Teníamos diez u once años y llevábamos semanas pensando en el Domingo de Resurrección.
Ese domingo era nuestro último día de vacaciones, pero nos daba igual, nos pasábamos la Semana Santa deseando que llegase ese día y no precisamente para volver al colegio, no. Ansiábamos tanto el Domingo de Resurrección porque todas las amigas nos íbamos a comer al campo y eso, a aquella edad, era un acontecimiento importantísimo.
Antes del domingo, nos juntábamos las diez o doce habituales de la pandilla, más las amigas que venían al pueblo a pasar esos días con los abuelos. Quedábamos para hacer los peleles y, después de los peleles, hacíamos la lista de la compra para la comilona del domingo.
Para los peleles, cada una traía algo de ropa vieja: un chándal, un pantalón roto de trabajo, o un pijama que se le había quedado pequeño a alguno de nuestros hermanos. Cosíamos torpes, como pueden coser unas niñas de diez u once años, las mangas y los cañones del pantalón. Luego, rellenábamos la prenda de serrín de la carpintería del Tío Benito, de papel de periódico o de recortes de lana del taller de costura de mi madre.
Uníamos esas piezas de ropa hasta darle formas humanas esperpénticas. Les pintábamos ojos de mirada espantada y bocas con sonrisas descomunales. Todo muy tosco, muy feo. Y cuanto más feo quedaba, más gracia nos hacía nuestro pelele.
El sábado por la mañana, antes del gran domingo, quedábamos otra vez todas en la puerta de algún supermercado del pueblo, que ese día estaba lleno de pandillas de jóvenes de todas las edades. Una de nosotras hacía de tesorera y recogía las quinientas pesetillas (tres euros) que poníamos cada una para comprar chorizos, tiras de panceta, chuletas de aguja de cerdo para asar, más pan del que podíamos comer y cantidades ingentes de refrescos y snacks.

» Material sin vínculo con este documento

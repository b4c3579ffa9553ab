//! WASM bindings for datepick-core.
//!
//! Exposes month grid construction, disablement checks, and a stateful
//! `DatePicker` session to JavaScript via `wasm-bindgen`. Dates cross the
//! boundary as `YYYY-MM-DD` strings; grids, rules, configs, and selections
//! cross as JSON strings.
//!
//! ## Build process
//!
//! ```sh
//! cargo build -p datepick-wasm --target wasm32-unknown-unknown --release
//! wasm-bindgen --target web --out-dir packages/datepick-js/wasm/ \
//!   target/wasm32-unknown-unknown/release/datepick_wasm.wasm
//! ```

use datepick_core::{
    CalendarDate, CellState, DayState, DisablementRule, GridCell, MonthGrid, MonthNameStyle,
    PickerConfig, PickerSession, SelectionMode,
};
use serde::Serialize;
use wasm_bindgen::prelude::*;

// ---------------------------------------------------------------------------
// Serde-friendly DTOs for crossing the WASM boundary as JSON
// ---------------------------------------------------------------------------

#[derive(Serialize)]
#[serde(rename_all = "camelCase")]
struct CellDto {
    date: String,
    label: u32,
    in_month: bool,
    today: bool,
    month_start: bool,
    month_end: bool,
    weekend: bool,
    /// Selection flags, present only for cells of a `DatePicker` session.
    #[serde(flatten)]
    state: Option<DayStateDto>,
}

impl CellDto {
    fn plain(cell: &GridCell, today: CalendarDate) -> Self {
        Self {
            date: cell.date.to_string(),
            label: cell.label(),
            in_month: cell.belongs_to_displayed_month,
            today: cell.belongs_to_displayed_month && cell.date == today,
            month_start: cell.is_month_start(),
            month_end: cell.is_month_end(),
            weekend: cell.is_weekend(),
            state: None,
        }
    }

    fn with_state(cell: &GridCell, state: CellState) -> Self {
        Self {
            date: cell.date.to_string(),
            label: cell.label(),
            in_month: state.in_month,
            today: state.today,
            month_start: state.month_start,
            month_end: state.month_end,
            weekend: state.weekend,
            state: Some(DayStateDto::from(state.day)),
        }
    }
}

#[derive(Serialize)]
struct GridDto {
    reference: String,
    weeks: Vec<Vec<CellDto>>,
}

impl GridDto {
    fn new(grid: &MonthGrid, cell: impl Fn(&GridCell) -> CellDto) -> Self {
        Self {
            reference: grid.reference().to_string(),
            weeks: grid
                .weeks()
                .iter()
                .map(|week| week.iter().map(&cell).collect())
                .collect(),
        }
    }
}

#[derive(Serialize)]
#[serde(rename_all = "camelCase")]
struct DayStateDto {
    selected: bool,
    range_start: bool,
    range_end: bool,
    between: bool,
    disabled: bool,
}

impl From<DayState> for DayStateDto {
    fn from(state: DayState) -> Self {
        Self {
            selected: state.selected,
            range_start: state.range_start,
            range_end: state.range_end,
            between: state.between,
            disabled: state.disabled,
        }
    }
}

// ---------------------------------------------------------------------------
// Helpers
// ---------------------------------------------------------------------------

fn js_err(e: impl std::fmt::Display) -> JsValue {
    JsValue::from_str(&e.to_string())
}

fn parse_date(s: &str) -> Result<CalendarDate, JsValue> {
    CalendarDate::parse(s).map_err(js_err)
}

fn parse_rules(json: &str) -> Result<DisablementRule, JsValue> {
    serde_json::from_str(json)
        .map_err(|e| JsValue::from_str(&format!("Invalid disabledDates JSON: {}", e)))
}

fn to_json<T: Serialize + ?Sized>(value: &T) -> Result<String, JsValue> {
    serde_json::to_string(value)
        .map_err(|e| JsValue::from_str(&format!("Serialization error: {}", e)))
}

/// `today` from JavaScript, or the local date when omitted.
fn parse_today(today: Option<String>) -> Result<CalendarDate, JsValue> {
    match today.as_deref() {
        Some(s) => parse_date(s),
        None => Ok(CalendarDate::today()),
    }
}

// ---------------------------------------------------------------------------
// Stateless exports
// ---------------------------------------------------------------------------

/// Build the grid for the month containing `reference`.
///
/// Returns a JSON string `{reference, weeks}` where `weeks` is an array of
/// seven-cell rows. Each cell carries `date`, `label`, `inMonth`, `today`,
/// `monthStart`, `monthEnd` and `weekend`. `today` defaults to the local date.
#[wasm_bindgen(js_name = "buildMonthGrid")]
pub fn build_month_grid(
    reference: &str,
    normalize_height: bool,
    today: Option<String>,
) -> Result<String, JsValue> {
    let today = parse_today(today)?;
    let grid = datepick_core::build_month_grid(parse_date(reference)?, normalize_height);
    to_json(&GridDto::new(&grid, |cell| CellDto::plain(cell, today)))
}

/// Check one date against a `disabledDates` rule object (JSON).
#[wasm_bindgen(js_name = "isDisabled")]
pub fn is_disabled(date: &str, rules_json: &str) -> Result<bool, JsValue> {
    let rules = parse_rules(rules_json)?;
    Ok(datepick_core::is_disabled(parse_date(date)?, &rules))
}

/// True if any day between `start` and `end` (inclusive, either order) is disabled.
#[wasm_bindgen(js_name = "isRangeDisabled")]
pub fn is_range_disabled(start: &str, end: &str, rules_json: &str) -> Result<bool, JsValue> {
    let rules = parse_rules(rules_json)?;
    Ok(datepick_core::is_range_disabled(
        parse_date(start)?,
        parse_date(end)?,
        &rules,
    ))
}

// ---------------------------------------------------------------------------
// Stateful session
// ---------------------------------------------------------------------------

/// A picker session: selection state plus the displayed months.
///
/// Selection-returning methods yield the exported shape as JSON: `null`, a
/// date string, an array of date strings, or `{start, end}`.
#[wasm_bindgen]
pub struct DatePicker {
    session: PickerSession,
}

#[wasm_bindgen]
impl DatePicker {
    /// Create a session from a picker config JSON object (`{}` for defaults).
    #[wasm_bindgen(constructor)]
    pub fn new(config_json: &str) -> Result<DatePicker, JsValue> {
        let config = PickerConfig::from_json(config_json).map_err(js_err)?;
        let session = config.into_session().map_err(js_err)?;
        Ok(DatePicker { session })
    }

    /// Handle a click on `date` and return the exported selection.
    pub fn activate(&mut self, date: &str) -> Result<String, JsValue> {
        self.session.on_date_activated(parse_date(date)?);
        to_json(&self.session.export())
    }

    /// Report the hovered date (`undefined` when the pointer leaves) and
    /// return the hover date that was kept.
    pub fn hover(&mut self, date: Option<String>) -> Result<Option<String>, JsValue> {
        let hovered = date.as_deref().map(parse_date).transpose()?;
        Ok(self
            .session
            .on_hover_change(hovered)
            .map(|d| d.to_string()))
    }

    #[wasm_bindgen(js_name = "isBetween")]
    pub fn is_between(&self, date: &str) -> Result<bool, JsValue> {
        Ok(self.session.is_between(parse_date(date)?))
    }

    #[wasm_bindgen(js_name = "isDisabled")]
    pub fn is_disabled(&self, date: &str) -> Result<bool, JsValue> {
        Ok(self.session.is_disabled(parse_date(date)?))
    }

    /// All rendering flags for one day as JSON.
    #[wasm_bindgen(js_name = "dayState")]
    pub fn day_state(&self, date: &str) -> Result<String, JsValue> {
        let state = self.session.day_state(parse_date(date)?);
        to_json(&DayStateDto::from(state))
    }

    /// Switch to `"single"`, `"multiple"` or `"range"`, clearing the selection.
    #[wasm_bindgen(js_name = "setMode")]
    pub fn set_mode(&mut self, mode: &str) -> Result<(), JsValue> {
        let mode: SelectionMode =
            serde_json::from_value(serde_json::Value::String(mode.to_owned()))
                .map_err(|_| JsValue::from_str(&format!("Unknown selection mode: {}", mode)))?;
        self.session.set_mode(mode);
        Ok(())
    }

    pub fn reset(&mut self) {
        self.session.reset();
    }

    pub fn selection(&self) -> Result<String, JsValue> {
        to_json(&self.session.export())
    }

    /// Grids for every displayed month, in display order, with each cell's
    /// selection flags merged in. Padding cells never repeat the selection
    /// shown on a neighbouring panel. `today` defaults to the local date.
    pub fn grids(&self, today: Option<String>) -> Result<String, JsValue> {
        let today = parse_today(today)?;
        let dtos: Vec<GridDto> = self
            .session
            .grids()
            .map(|grid| {
                GridDto::new(grid, |cell| {
                    CellDto::with_state(cell, self.session.cell_state(cell, today))
                })
            })
            .collect();
        to_json(&dtos)
    }

    /// The displayed reference month (first of month) as `YYYY-MM-DD`.
    pub fn reference(&self) -> String {
        self.session.reference().to_string()
    }

    /// Move one month forward and return the new reference date.
    #[wasm_bindgen(js_name = "nextMonth")]
    pub fn next_month(&mut self) -> Result<String, JsValue> {
        let changed = self.session.next_month().map_err(js_err)?;
        Ok(changed.reference.to_string())
    }

    #[wasm_bindgen(js_name = "previousMonth")]
    pub fn previous_month(&mut self) -> Result<String, JsValue> {
        let changed = self.session.previous_month().map_err(js_err)?;
        Ok(changed.reference.to_string())
    }

    /// Jump to `month` (1-12) of the displayed year.
    #[wasm_bindgen(js_name = "setMonth")]
    pub fn set_month(&mut self, month: u32) -> Result<String, JsValue> {
        let changed = self.session.set_month(month).map_err(js_err)?;
        Ok(changed.reference.to_string())
    }

    #[wasm_bindgen(js_name = "setYear")]
    pub fn set_year(&mut self, year: i32) -> Result<String, JsValue> {
        let changed = self.session.set_year(year).map_err(js_err)?;
        Ok(changed.reference.to_string())
    }

    /// Header label such as `"Jun - Aug 2025"`; `long` selects full month names.
    #[wasm_bindgen(js_name = "periodLabel")]
    pub fn period_label(&self, long: bool) -> String {
        let style = if long {
            MonthNameStyle::Long
        } else {
            MonthNameStyle::Short
        };
        self.session.period_label(style)
    }

    /// Years offered by the year selector, newest first.
    #[wasm_bindgen(js_name = "yearOptions")]
    pub fn year_options(&self) -> Vec<i32> {
        self.session.year_options()
    }
}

Cuando llegaba el domingo por la mañana, comenzábamos bien temprano a mantear los peleles (nosotras decíamos “mantelear”). Cantábamos canciones mientras movíamos al pelele en la manta y, cuando terminábamos la coplilla, decíamos “arriba con él” lanzándolo al aire. Al oír esto, salían de las esquinas un montón de chicos que venían a quitarnos al pelele al vuelo. La gracia era tirar del muñeco y pelearlo. Correr detrás de ellos calle arriba. Gritarnos simulando un enfado que no colaba porque nos estábamos muriendo de risa. Tirar del muñeco para arrebatárselo y evitar por todos los medios que se lo llevasen entero. Y por esos tirones, la calle se llenaba de serrín de la carpintería del Tío Benito, de papel de periódico o de recortes de lana del taller de costura de mi madre.
Al quedarnos sin peleles, cogíamos las bolsas con nuestra compra de comida y partíamos a algún rincón del campo. Por el camino íbamos recordando las anécdotas de cada carrera que acabábamos de dar y nos enseñábamos, orgullosas, algún arañazo que había dejado la batalla.

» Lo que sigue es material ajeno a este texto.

use tracing_subscriber::EnvFilter;

/// Workspace crate targets that should receive log output.
const CRATE_TARGETS: &[&str] = &["datepick", "datepick_core"];

/// Initialize tracing on stderr based on CLI verbosity level.
///
/// Mapping:
/// - 0 (none) -> warn
/// - 1 (-v)   -> info
/// - 2 (-vv)  -> debug
/// - 3+ (-vvv)-> trace
///
/// `RUST_LOG` env var overrides the CLI flag if set.
pub fn init(verbosity: u8) {
    let level = match verbosity {
        0 => "warn",
        1 => "info",
        2 => "debug",
        _ => "trace",
    };

    let default_filter: String = CRATE_TARGETS
        .iter()
        .map(|t| format!("{t}={level}"))
        .collect::<Vec<_>>()
        .join(",");

    let filter =
        EnvFilter::try_from_default_env().unwrap_or_else(|_| EnvFilter::new(default_filter));

    tracing_subscriber::fmt()
        .with_env_filter(filter)
        .with_writer(std::io::stderr)
        .init();
}
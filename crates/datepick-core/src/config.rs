//! Picker configuration, as written by consumers in JSON.
//!
//! Keys follow the provider props of the JavaScript picker (`type`,
//! `initialMonth`, `normalizeHeight`, `disabledDates`, ...). Unknown keys are
//! rejected so typos surface instead of being silently ignored.

use serde::Deserialize;

use crate::date::{weekday_from_number, CalendarDate};
use crate::disable::DisablementRule;
use crate::error::{PickerError, Result};
use crate::locale::Gregorian;
use crate::selection::{SelectionEngine, SelectionMode};
use crate::session::PickerSession;
use crate::view::{
    MonthView, DEFAULT_YEAR_RANGE_END_OFFSET, DEFAULT_YEAR_RANGE_START_OFFSET,
    MAX_YEAR_RANGE_OFFSET,
};

/// Configuration for one picker session.
#[derive(Debug, Clone, PartialEq, Eq, Deserialize)]
#[serde(deny_unknown_fields, rename_all = "camelCase")]
pub struct PickerConfig {
    /// Selection mode.
    #[serde(default, rename = "type")]
    pub mode: SelectionMode,

    /// Month shown first. Defaults to today.
    #[serde(default)]
    pub initial_month: Option<CalendarDate>,

    /// Pad every grid to six weeks.
    #[serde(default)]
    pub normalize_height: bool,

    /// Number of consecutive months shown.
    #[serde(default = "default_calendars")]
    pub calendars: usize,

    /// Lock month/year navigation.
    #[serde(default)]
    pub disable_period_change: bool,

    /// First weekday of each grid row, 0 = Sunday.
    #[serde(default)]
    pub week_start: u8,

    #[serde(default)]
    pub disabled_dates: DisablementRule,

    #[serde(default = "default_year_range_start_offset")]
    pub year_range_start_offset: i32,

    #[serde(default = "default_year_range_end_offset")]
    pub year_range_end_offset: i32,
}

fn default_calendars() -> usize {
    1
}
fn default_year_range_start_offset() -> i32 {
    DEFAULT_YEAR_RANGE_START_OFFSET
}
fn default_year_range_end_offset() -> i32 {
    DEFAULT_YEAR_RANGE_END_OFFSET
}

impl Default for PickerConfig {
    fn default() -> Self {
        Self {
            mode: SelectionMode::default(),
            initial_month: None,
            normalize_height: false,
            calendars: default_calendars(),
            disable_period_change: false,
            week_start: 0,
            disabled_dates: DisablementRule::default(),
            year_range_start_offset: default_year_range_start_offset(),
            year_range_end_offset: default_year_range_end_offset(),
        }
    }
}

impl PickerConfig {
    /// Parse and validate a JSON configuration.
    ///
    /// # Errors
    /// `Json` for malformed JSON, unknown keys, or bad dates/weekdays inside
    /// `disabledDates`; `InvalidConfig` / `InvalidWeekday` for values that
    /// parse but make no sense.
    pub fn from_json(json: &str) -> Result<Self> {
        let config: PickerConfig = serde_json::from_str(json)?;
        config.validate()?;
        Ok(config)
    }

    pub fn validate(&self) -> Result<()> {
        if self.calendars == 0 {
            return Err(PickerError::InvalidConfig(
                "calendars must be at least 1".to_string(),
            ));
        }
        let offsets = 0..=MAX_YEAR_RANGE_OFFSET;
        if !offsets.contains(&self.year_range_start_offset)
            || !offsets.contains(&self.year_range_end_offset)
        {
            return Err(PickerError::InvalidConfig(format!(
                "year range offsets must be between 0 and {}",
                MAX_YEAR_RANGE_OFFSET
            )));
        }
        weekday_from_number(self.week_start)?;
        Ok(())
    }

    /// Build a session from this configuration.
    pub fn into_session(self) -> Result<PickerSession> {
        self.validate()?;
        let locale = Gregorian::new(weekday_from_number(self.week_start)?);
        let reference = self.initial_month.unwrap_or_else(CalendarDate::today);
        let view = MonthView::new(locale, reference, self.calendars, self.normalize_height)?
            .with_period_change_disabled(self.disable_period_change);
        let engine = SelectionEngine::new(self.mode, self.disabled_dates);
        Ok(PickerSession::new(engine, view)
            .with_year_range(self.year_range_start_offset, self.year_range_end_offset))
    }
}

Llegábamos al campo aparentando estar exhaustas. Extendíamos una manta vieja en el suelo, nos servíamos unos refrescos, abríamos una bolsa de patatas fritas y unas aceitunas y tomábamos el aperitivo, sin saber que estábamos tomando el aperitivo porque éramos demasiado pequeñas para ponerle nombre a aquella comida del día. De extra, cada una solía llevar una bolsa de gominolas, no sea que nos quedásemos con hambre. Y mientras nos comíamos a tirones aquellos regalices, esperábamos al padre de alguna de nosotras que se había quedado al cargo de venir a echar la lumbre, asarnos las chuletas y apagar el fuego.

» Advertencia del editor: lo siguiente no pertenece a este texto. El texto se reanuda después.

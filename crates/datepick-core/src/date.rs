//! `CalendarDate`: a day-granular date value with boundary parsing.
//!
//! Every date handled by the engine is normalized to the start of its day, so
//! equality and ordering are by calendar day. Parsing accepts the formats a
//! picker consumer tends to hand over: `2025-03-10`, the unpadded `2025-6-5`
//! style, and full datetimes (which are truncated to their date).

use std::fmt;
use std::str::FromStr;

use chrono::{DateTime, Datelike, Days, Local, Months, NaiveDate, NaiveDateTime, NaiveTime, Weekday};
use serde::{Deserialize, Serialize};

use crate::error::{PickerError, Result};

/// A calendar day. Ordering and equality are chronological by day.
#[derive(Debug, Clone, Copy, PartialEq, Eq, PartialOrd, Ord, Hash, Serialize, Deserialize)]
#[serde(try_from = "String", into = "String")]
pub struct CalendarDate(NaiveDate);

impl CalendarDate {
    /// Build a date from year, month (1-12) and day (1-31).
    pub fn from_ymd(year: i32, month: u32, day: u32) -> Result<Self> {
        NaiveDate::from_ymd_opt(year, month, day)
            .map(Self)
            .ok_or_else(|| PickerError::InvalidDate(format!("{year}-{month}-{day}")))
    }

    /// Parse date text at the engine boundary.
    ///
    /// Accepted, in order: RFC 3339 datetimes (`2025-03-10T08:00:00+02:00`),
    /// naive datetimes (`2025-03-10T08:00:00` or with a space separator), and
    /// plain dates with or without zero padding (`2025-03-10`, `2025-3-1`).
    /// Datetimes keep the calendar day as written and drop the time.
    ///
    /// # Errors
    /// Returns `PickerError::InvalidDate` for anything else, including dates that
    /// do not exist (`2025-02-30`).
    pub fn parse(input: &str) -> Result<Self> {
        let s = input.trim();

        if let Ok(dt) = DateTime::parse_from_rfc3339(s) {
            return Ok(Self(dt.date_naive()));
        }
        for fmt in ["%Y-%m-%dT%H:%M:%S%.f", "%Y-%m-%d %H:%M:%S%.f"] {
            if let Ok(ndt) = NaiveDateTime::parse_from_str(s, fmt) {
                return Ok(Self(ndt.date()));
            }
        }
        NaiveDate::parse_from_str(s, "%Y-%m-%d")
            .map(Self)
            .map_err(|e| PickerError::InvalidDate(format!("'{}': {}", input, e)))
    }

    /// Today's date in the local timezone.
    pub fn today() -> Self {
        Self(Local::now().date_naive())
    }

    pub fn naive(self) -> NaiveDate {
        self.0
    }

    pub fn year(self) -> i32 {
        self.0.year()
    }

    pub fn month(self) -> u32 {
        self.0.month()
    }

    pub fn day(self) -> u32 {
        self.0.day()
    }

    /// Display label for a day cell: the day-of-month number.
    pub fn label(self) -> u32 {
        self.0.day()
    }

    /// Canonical timestamp: seconds since the Unix epoch at midnight UTC of this day.
    pub fn timestamp(self) -> i64 {
        self.0.and_time(NaiveTime::MIN).and_utc().timestamp()
    }

    pub fn weekday(self) -> Weekday {
        self.0.weekday()
    }

    /// Weekday as a number, 0 = Sunday through 6 = Saturday.
    pub fn weekday_number(self) -> u8 {
        self.0.weekday().num_days_from_sunday() as u8
    }

    pub fn is_weekend(self) -> bool {
        matches!(self.0.weekday(), Weekday::Sat | Weekday::Sun)
    }

    /// Whether both dates fall in the same month of the same year.
    pub fn same_month(self, other: CalendarDate) -> bool {
        self.year() == other.year() && self.month() == other.month()
    }

    /// The following day. Saturates at the end of the representable range.
    pub fn succ(self) -> Self {
        self.0.succ_opt().map(Self).unwrap_or(self)
    }

    /// The preceding day. Saturates at the start of the representable range.
    pub fn pred(self) -> Self {
        self.0.pred_opt().map(Self).unwrap_or(self)
    }

    /// Shift by a signed number of days, saturating at the representable range.
    pub fn add_days(self, days: i64) -> Self {
        let shifted = if days >= 0 {
            self.0.checked_add_days(Days::new(days as u64))
        } else {
            self.0.checked_sub_days(Days::new(days.unsigned_abs()))
        };
        shifted.map(Self).unwrap_or(self)
    }

    /// Signed number of days from `self` to `other`.
    pub fn days_until(self, other: CalendarDate) -> i64 {
        (other.0 - self.0).num_days()
    }

    pub fn days_in_month(self) -> u32 {
        days_in_month(self.year(), self.month())
    }

    pub fn first_of_month(self) -> Self {
        self.add_days(-(self.0.day0() as i64))
    }

    pub fn last_of_month(self) -> Self {
        self.add_days((self.days_in_month() - self.day()) as i64)
    }

    pub fn is_first_of_month(self) -> bool {
        self.day() == 1
    }

    pub fn is_last_of_month(self) -> bool {
        self.day() == self.days_in_month()
    }

    /// Shift by whole months, clamping the day to the target month's length
    /// (Jan 31 + 1 month = Feb 28/29).
    ///
    /// # Errors
    /// Returns `PickerError::InvalidYear` if the result leaves chrono's range.
    pub fn add_months(self, months: i32) -> Result<Self> {
        let shifted = if months >= 0 {
            self.0.checked_add_months(Months::new(months.unsigned_abs()))
        } else {
            self.0.checked_sub_months(Months::new(months.unsigned_abs()))
        };
        shifted.map(Self).ok_or_else(|| {
            PickerError::InvalidYear(self.year().saturating_add(months / 12))
        })
    }

    /// Same year and day (clamped), different month.
    pub fn with_month(self, month: u32) -> Result<Self> {
        if !(1..=12).contains(&month) {
            return Err(PickerError::InvalidMonth(month));
        }
        let day = self.day().min(days_in_month(self.year(), month));
        Self::from_ymd(self.year(), month, day)
    }

    /// Same month and day (clamped), different year.
    pub fn with_year(self, year: i32) -> Result<Self> {
        let day = self.day().min(days_in_month(year, self.month()));
        NaiveDate::from_ymd_opt(year, self.month(), day)
            .map(Self)
            .ok_or(PickerError::InvalidYear(year))
    }

    /// Iterate every day from `self` to `end`, both inclusive. Empty if `end < self`.
    pub fn days_through(self, end: CalendarDate) -> impl Iterator<Item = CalendarDate> {
        self.0
            .iter_days()
            .take_while(move |d| *d <= end.0)
            .map(CalendarDate)
    }
}

pub fn is_leap_year(year: i32) -> bool {
    days_in_month(year, 2) == 29
}

/// Number of days in `month` (1-12) of `year` in the proleptic Gregorian calendar.
///
/// Measured as the distance from the 1st to the 1st of the following month.
/// Returns 0 when `month` is not 1-12 or `year` is outside chrono's range.
pub fn days_in_month(year: i32, month: u32) -> u32 {
    let Some(first) = NaiveDate::from_ymd_opt(year, month, 1) else {
        return 0;
    };
    match first.checked_add_months(Months::new(1)) {
        Some(next) => u32::try_from(next.signed_duration_since(first).num_days()).unwrap_or(0),
        // December of chrono's last representable year.
        None => 31,
    }
}

/// Convert a weekday number (0 = Sunday .. 6 = Saturday) into a `chrono::Weekday`.
pub fn weekday_from_number(n: u8) -> Result<Weekday> {
    match n {
        0 => Ok(Weekday::Sun),
        1 => Ok(Weekday::Mon),
        2 => Ok(Weekday::Tue),
        3 => Ok(Weekday::Wed),
        4 => Ok(Weekday::Thu),
        5 => Ok(Weekday::Fri),
        6 => Ok(Weekday::Sat),
        other => Err(PickerError::InvalidWeekday(other)),
    }
}

impl fmt::Display for CalendarDate {
    fn fmt(&self, f: &mut fmt::Formatter<'_>) -> fmt::Result {
        write!(f, "{}", self.0.format("%Y-%m-%d"))
    }
}

impl FromStr for CalendarDate {
    type Err = PickerError;

    fn from_str(s: &str) -> Result<Self> {
        Self::parse(s)
    }
}

impl TryFrom<String> for CalendarDate {
    type Error = PickerError;

    fn try_from(s: String) -> Result<Self> {
        Self::parse(&s)
    }
}

impl From<CalendarDate> for String {
    fn from(d: CalendarDate) -> Self {
        d.to_string()
    }
}

impl From<NaiveDate> for CalendarDate {
    fn from(d: NaiveDate) -> Self {
        Self(d)
    }
}

#[cfg(test)]
mod tests {
    use super::*;

    fn d(s: &str) -> CalendarDate {
        CalendarDate::parse(s).unwrap()
    }

    #[test]
    fn parses_padded_and_unpadded_dates() {
        assert_eq!(d("2025-06-05"), d("2025-6-5"));
        assert_eq!(d("2025-6-05").to_string(), "2025-06-05");
    }

    #[test]
    fn datetimes_truncate_to_their_day() {
        assert_eq!(d("2025-03-10T23:59:59"), d("2025-03-10"));
        assert_eq!(d("2025-03-10T08:00:00+02:00"), d("2025-03-10"));
        assert_eq!(d("2025-03-10 12:30:00"), d("2025-03-10"));
    }

    #[test]
    fn rejects_nonexistent_and_garbage_dates() {
        assert!(matches!(
            CalendarDate::parse("2025-02-30"),
            Err(PickerError::InvalidDate(_))
        ));
        assert!(CalendarDate::parse("tomorrow").is_err());
        assert!(CalendarDate::parse("").is_err());
    }

    #[test]
    fn month_lengths_follow_leap_rules() {
        assert_eq!(days_in_month(2024, 2), 29);
        assert_eq!(days_in_month(2025, 2), 28);
        assert_eq!(days_in_month(1900, 2), 28);
        assert_eq!(days_in_month(2000, 2), 29);
        assert_eq!(days_in_month(2025, 4), 30);
        assert_eq!(days_in_month(2025, 12), 31);
        assert_eq!(days_in_month(2025, 13), 0);
        assert_eq!(days_in_month(NaiveDate::MAX.year(), 12), 31);
        assert!(is_leap_year(2024));
        assert!(is_leap_year(2000));
        assert!(!is_leap_year(1900));
        assert!(!is_leap_year(2025));
    }

    #[test]
    fn add_months_clamps_day() {
        assert_eq!(d("2025-01-31").add_months(1).unwrap(), d("2025-02-28"));
        assert_eq!(d("2024-01-31").add_months(1).unwrap(), d("2024-02-29"));
        assert_eq!(d("2025-01-15").add_months(-1).unwrap(), d("2024-12-15"));
    }

    #[test]
    fn with_month_and_year_clamp_day() {
        assert_eq!(d("2025-03-31").with_month(4).unwrap(), d("2025-04-30"));
        assert_eq!(d("2024-02-29").with_year(2025).unwrap(), d("2025-02-28"));
        assert!(matches!(
            d("2025-03-31").with_month(13),
            Err(PickerError::InvalidMonth(13))
        ));
    }

    #[test]
    fn timestamp_is_midnight_utc() {
        assert_eq!(d("1970-01-02").timestamp(), 86_400);
        assert_eq!(d("2025-03-10").label(), 10);
    }

    #[test]
    fn days_through_is_inclusive_and_empty_when_reversed() {
        let days: Vec<_> = d("2025-02-27").days_through(d("2025-03-02")).collect();
        assert_eq!(days.len(), 4);
        assert_eq!(days[2], d("2025-03-01"));
        assert_eq!(d("2025-03-02").days_through(d("2025-03-01")).count(), 0);
    }

    #[test]
    fn serde_uses_iso_text() {
        let json = serde_json::to_string(&d("2025-3-5")).unwrap();
        assert_eq!(json, "\"2025-03-05\"");
        let back: CalendarDate = serde_json::from_str("\"2025-3-5\"").unwrap();
        assert_eq!(back, d("2025-03-05"));
        assert!(serde_json::from_str::<CalendarDate>("\"nope\"").is_err());
    }
}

Así se iba agotando el día, un día que nos dejaba felicidad y Coca-Cola de sobra para volver a juntarnos otros domingos hasta el final del curso. Y, cuando queríamos darnos cuenta, estábamos planificando las tardes de piscina y las noches de verbena del verano.
Ya son dos años que no habrá pandillas de niños en la puerta de ningún supermercado de Horcajo, ni peleles, ni comilonas. Y yo sólo espero que a esta generación de niños no se le olvide nunca que tienen derecho a recuperar estos Domingos de Resurrección con sus amigos en el campo.